To do:
Provide the number of lines in the entries below containing "eprintln", with no further words.

Collected data entries:

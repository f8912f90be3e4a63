use log4rs::append::console::{ConsoleAppender, Target};
use log4rs::config::runtime::ConfigBuilder;
use log4rs::config::{Appender, Logger, Root};
use log4rs::encode::pattern::PatternEncoder;
use log4rs::Config;

use crate::log::{LogConfiguration, ModuleLogConfiguration};

// Use an ISO 8601 timestamp format and color coded level tag
const DEFAULT_LOG_PATTERN: &str = "{d(%Y-%m-%dT%H:%M:%SZ)} {h({l})} {t} - {m}{n}";

impl From<&ModuleLogConfiguration> for Logger {
    fn from(module_config: &ModuleLogConfiguration) -> Self {
        Logger::builder().build(module_config.module.clone(), module_config.level)
    }
}

impl LogConfiguration {
    /// Sets the global logger to conform to this [`LogConfiguration`].
    pub(in crate::log) fn set_config(&mut self) {
        let encoder = Box::new(PatternEncoder::new(DEFAULT_LOG_PATTERN));
        // Model outputs may be written to stdout by callers; keep log lines out of their way.
        let stderr: ConsoleAppender = ConsoleAppender::builder()
            .target(Target::Stderr)
            .encoder(encoder)
            .build();
        let mut config: ConfigBuilder =
            Config::builder().appender(Appender::builder().build("stderr", Box::new(stderr)));

        for module_config in self.module_configurations.values() {
            config = config.logger(module_config.into());
        }

        // The `Root` determines the global log level
        let root = Root::builder()
            .appender("stderr")
            .build(self.global_log_level);
        let new_config = match config.build(root) {
            Err(e) => {
                eprintln!("failed to build log config: {e}");
                return;
            }
            Ok(config) => config,
        };

        match self.root_handle {
            Some(ref mut handle) => handle.set_config(new_config),
            None => match log4rs::init_config(new_config) {
                Ok(handle) => self.root_handle = Some(handle),
                // Another logger was installed first; only the level can still be honored.
                Err(e) => {
                    eprintln!("failed to install logger: {e}");
                    log::set_max_level(self.global_log_level);
                }
            },
        }
    }
}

Completed exercise:
2